Quote of the Episode:

"He's got a prosthetic chin that makes it look more like they could have just got Bruce Campbell to play H.P. Lovecraft" - Matt

More Gooey Films

We've finally made it. We've joined the ranks of the upper crust... we've become a part of a great, undulating, gooey mass of flesh, body parts and hairballs. That's right, we wrangled the talented and busy Rebekah and David McKendry to talk about Brian Yuzna's incredible and gross 1989 send-up of conspicuous consumption SOCIETY! We put forward a modest proposal, if you will, of eating the poor to sustain ourselves at the top of the food chain. We also get some first-hand info on the McKendry's new Xmas horror anthology ALL THE CREATURES WERE STIRRING, out now on VOD. Crack open the KY, it's Horror Movie Night!

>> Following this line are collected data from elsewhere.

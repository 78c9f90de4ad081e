//! # 能带图渲染
//!
//! 使用 `plotters` 库绘制 fatband 能带图：每条能带画距离-能量曲线，
//! 谱权重画成对称误差棒，高对称点处画竖直参考线并标注刻度。
//!
//! ## 依赖关系
//! - 被 `commands/band.rs` 调用
//! - 使用 `models/band.rs` 的 BandSet
//! - 使用 `plotters` 渲染图表

use crate::error::{BandkitError, Result};
use crate::models::{BandSet, OrbitalChannel};

use plotters::prelude::*;
use plotters::style::text_anchor::{HPos, Pos, VPos};
use std::path::Path;

/// 误差棒配色（Tableau 10）
const ERRORBAR_PALETTE: [RGBColor; 10] = [
    RGBColor(31, 119, 180),
    RGBColor(255, 127, 14),
    RGBColor(44, 160, 44),
    RGBColor(214, 39, 40),
    RGBColor(148, 103, 189),
    RGBColor(140, 86, 75),
    RGBColor(227, 119, 194),
    RGBColor(127, 127, 127),
    RGBColor(188, 189, 34),
    RGBColor(23, 190, 207),
];

/// 轨道通道对应的误差棒颜色
pub fn channel_color(channel: &OrbitalChannel) -> RGBColor {
    ERRORBAR_PALETTE[channel.palette_index(ERRORBAR_PALETTE.len())]
}

/// 渲染 fatband 能带图
///
/// x 轴范围固定为 `[0, axis_len-1]`，刻度文本放在 `special_indices`
/// 处；y 轴是关于零能级对称的固定窗口 `±window`。按输出文件扩展名
/// 选择 SVG 或位图后端。
#[allow(clippy::too_many_arguments)]
pub fn render_fatband(
    bands: &BandSet,
    special_indices: &[usize],
    special_labels: &[String],
    axis_len: usize,
    title: &str,
    ecolor: RGBColor,
    window: f64,
    width: u32,
    height: u32,
    output_path: &Path,
) -> Result<()> {
    if bands.is_empty() {
        return Err(BandkitError::RenderPrecondition(
            "band set contains no records".to_string(),
        ));
    }
    if special_indices.len() < 2 {
        return Err(BandkitError::RenderPrecondition(format!(
            "need at least 2 special points, got {}",
            special_indices.len()
        )));
    }
    if special_indices.len() != special_labels.len() {
        return Err(BandkitError::RenderPrecondition(format!(
            "{} special indices vs {} labels",
            special_indices.len(),
            special_labels.len()
        )));
    }
    if axis_len < 2 || window <= 0.0 {
        return Err(BandkitError::RenderPrecondition(
            "degenerate plot axes".to_string(),
        ));
    }

    let use_svg = output_path
        .extension()
        .and_then(|e| e.to_str())
        .map(|s| s.eq_ignore_ascii_case("svg"))
        .unwrap_or(false);

    if use_svg {
        let root = SVGBackend::new(output_path, (width, height)).into_drawing_area();
        draw_band_chart(
            &root,
            bands,
            special_indices,
            special_labels,
            axis_len,
            title,
            ecolor,
            window,
        )?;
        root.present()
            .map_err(|e| BandkitError::Other(e.to_string()))?;
    } else {
        let root = BitMapBackend::new(output_path, (width, height)).into_drawing_area();
        draw_band_chart(
            &root,
            bands,
            special_indices,
            special_labels,
            axis_len,
            title,
            ecolor,
            window,
        )?;
        root.present()
            .map_err(|e| BandkitError::Other(e.to_string()))?;
    }

    Ok(())
}

/// 绘制能带图的核心逻辑
#[allow(clippy::too_many_arguments)]
fn draw_band_chart<DB: DrawingBackend>(
    root: &DrawingArea<DB, plotters::coord::Shift>,
    bands: &BandSet,
    special_indices: &[usize],
    special_labels: &[String],
    axis_len: usize,
    title: &str,
    ecolor: RGBColor,
    window: f64,
) -> Result<()>
where
    DB::ErrorType: 'static,
{
    root.fill(&WHITE)
        .map_err(|e| BandkitError::Other(format!("{:?}", e)))?;

    let x_max = (axis_len - 1) as f64;

    let mut chart = ChartBuilder::on(root)
        .caption(title, ("sans-serif", 28).into_font())
        .margin(30)
        .x_label_area_size(40)
        .y_label_area_size(60)
        .build_cartesian_2d(0.0..x_max, -window..window)
        .map_err(|e| BandkitError::Other(format!("{:?}", e)))?;

    chart
        .configure_mesh()
        .disable_x_mesh()
        .disable_y_mesh()
        .x_labels(0)
        .y_desc("E - E_F (eV)")
        .y_label_style(("sans-serif", 16))
        .axis_desc_style(("sans-serif", 18))
        .draw()
        .map_err(|e| BandkitError::Other(format!("{:?}", e)))?;

    let marker_color = BLACK.mix(0.2);

    // 零能级参考线
    chart
        .draw_series(std::iter::once(PathElement::new(
            vec![(0.0, 0.0), (x_max, 0.0)],
            marker_color.stroke_width(2),
        )))
        .map_err(|e| BandkitError::Other(format!("{:?}", e)))?;

    // 内部高对称点的竖直参考线（不含首尾）
    for &idx in &special_indices[1..special_indices.len() - 1] {
        let x = idx as f64;
        chart
            .draw_series(std::iter::once(PathElement::new(
                vec![(x, -window), (x, window)],
                marker_color.stroke_width(2),
            )))
            .map_err(|e| BandkitError::Other(format!("{:?}", e)))?;
    }

    for band in bands.iter() {
        // 误差棒：以谱权重为半宽，端点收进能量窗口
        let bars = band
            .iter()
            .filter(|r| (r.energy - r.weight) <= window && (r.energy + r.weight) >= -window)
            .map(|r| {
                let lo = (r.energy - r.weight).max(-window);
                let hi = (r.energy + r.weight).min(window);
                PathElement::new(vec![(r.distance, lo), (r.distance, hi)], ecolor.stroke_width(1))
            });
        chart
            .draw_series(bars)
            .map_err(|e| BandkitError::Other(format!("{:?}", e)))?;

        // 能带曲线：窗口外的区段不画
        for run in band.split(|r| r.energy.abs() > window) {
            if run.len() < 2 {
                continue;
            }
            chart
                .draw_series(LineSeries::new(
                    run.iter().map(|r| (r.distance, r.energy)),
                    BLACK.stroke_width(1),
                ))
                .map_err(|e| BandkitError::Other(format!("{:?}", e)))?;
        }
    }

    // 高对称点刻度文本，画在 x 轴标签区
    let tick_style = ("sans-serif", 16)
        .into_font()
        .color(&BLACK)
        .pos(Pos::new(HPos::Center, VPos::Top));
    for (&idx, label) in special_indices.iter().zip(special_labels.iter()) {
        let (px, py) = chart.backend_coord(&(idx as f64, -window));
        root.draw(&Text::new(label.clone(), (px, py + 6), tick_style.clone()))
            .map_err(|e| BandkitError::Other(format!("{:?}", e)))?;
    }

    Ok(())
}

#[cfg(test)]
mod tests {
    use super::*;
    use crate::models::BandRecord;

    fn record(distance: f64, energy: f64, weight: f64) -> BandRecord {
        BandRecord {
            distance,
            energy,
            weight,
        }
    }

    fn tiny_band_set() -> BandSet {
        BandSet::from_groups(vec![vec![
            record(0.0, -1.0, 0.1),
            record(1.0, 0.0, 0.2),
            record(2.0, 1.0, 0.1),
        ]])
    }

    fn labels(v: &[&str]) -> Vec<String> {
        v.iter().map(|s| s.to_string()).collect()
    }

    #[test]
    fn test_empty_band_set_rejected() {
        let empty = BandSet::from_groups(vec![]);
        let err = render_fatband(
            &empty,
            &[0, 2],
            &labels(&["Γ", "X"]),
            3,
            "l = 0",
            channel_color(&OrbitalChannel::new(0, None)),
            5.0,
            400,
            300,
            Path::new("unused.svg"),
        )
        .unwrap_err();
        assert!(matches!(err, BandkitError::RenderPrecondition(_)));
    }

    #[test]
    fn test_single_special_point_rejected() {
        let err = render_fatband(
            &tiny_band_set(),
            &[0],
            &labels(&["Γ"]),
            3,
            "l = 0",
            channel_color(&OrbitalChannel::new(0, None)),
            5.0,
            400,
            300,
            Path::new("unused.svg"),
        )
        .unwrap_err();
        assert!(matches!(err, BandkitError::RenderPrecondition(_)));
    }

    #[test]
    fn test_mismatched_labels_rejected() {
        let err = render_fatband(
            &tiny_band_set(),
            &[0, 2],
            &labels(&["Γ"]),
            3,
            "l = 0",
            channel_color(&OrbitalChannel::new(0, None)),
            5.0,
            400,
            300,
            Path::new("unused.svg"),
        )
        .unwrap_err();
        assert!(matches!(err, BandkitError::RenderPrecondition(_)));
    }

    #[test]
    fn test_degenerate_axis_rejected() {
        let err = render_fatband(
            &tiny_band_set(),
            &[0, 2],
            &labels(&["Γ", "X"]),
            1,
            "l = 0",
            channel_color(&OrbitalChannel::new(0, None)),
            5.0,
            400,
            300,
            Path::new("unused.svg"),
        )
        .unwrap_err();
        assert!(matches!(err, BandkitError::RenderPrecondition(_)));
    }

    #[test]
    fn test_channel_color_is_stable() {
        let a = channel_color(&OrbitalChannel::new(2, None));
        let b = channel_color(&OrbitalChannel::new(2, None));
        assert_eq!(a, b);
        // l=2 与 m=-1 落在不同的调色板槽位
        assert_ne!(a, channel_color(&OrbitalChannel::new(2, Some(-1))));
    }
}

Rounding out Listener Submitted Month, we head to the bottom of the ocean to shoot some hoops and get sexually harassed by Daniel Stern with 1989's LEVIATHAN! Robocop meets The Thing in the Abyss is all you need to know, but creature features with practical effects and some gnarly body horror are like abeetz (Brian's pronunciation of pizza) - even when it's bad, it's still good. There are a slew of bad decisions onscreen and off, particularly in the last 2min of the film, but discussing this one bright and early at Monster-Mania while Brian lounged seductively in bed was certainly a highlight of the weekend. Say AH, mother-effers!

If the creeping dread of another Cold War hasn't quite hit you yet, the HMN boys will get you there with 1983's low budget, killer-alien-in-a-meteorite The Deadly Spawn! This homage (well, more pastiche, really) to the alien monster heyday of the 1950s spent all of its money on creature effects (which are awesome, despite what Adam may think) and then hired people off the street to get eaten by weird hungry tadpoles. Don't go in your swampy, disgusting basement, cuz it's Horror Movie Night, comrade!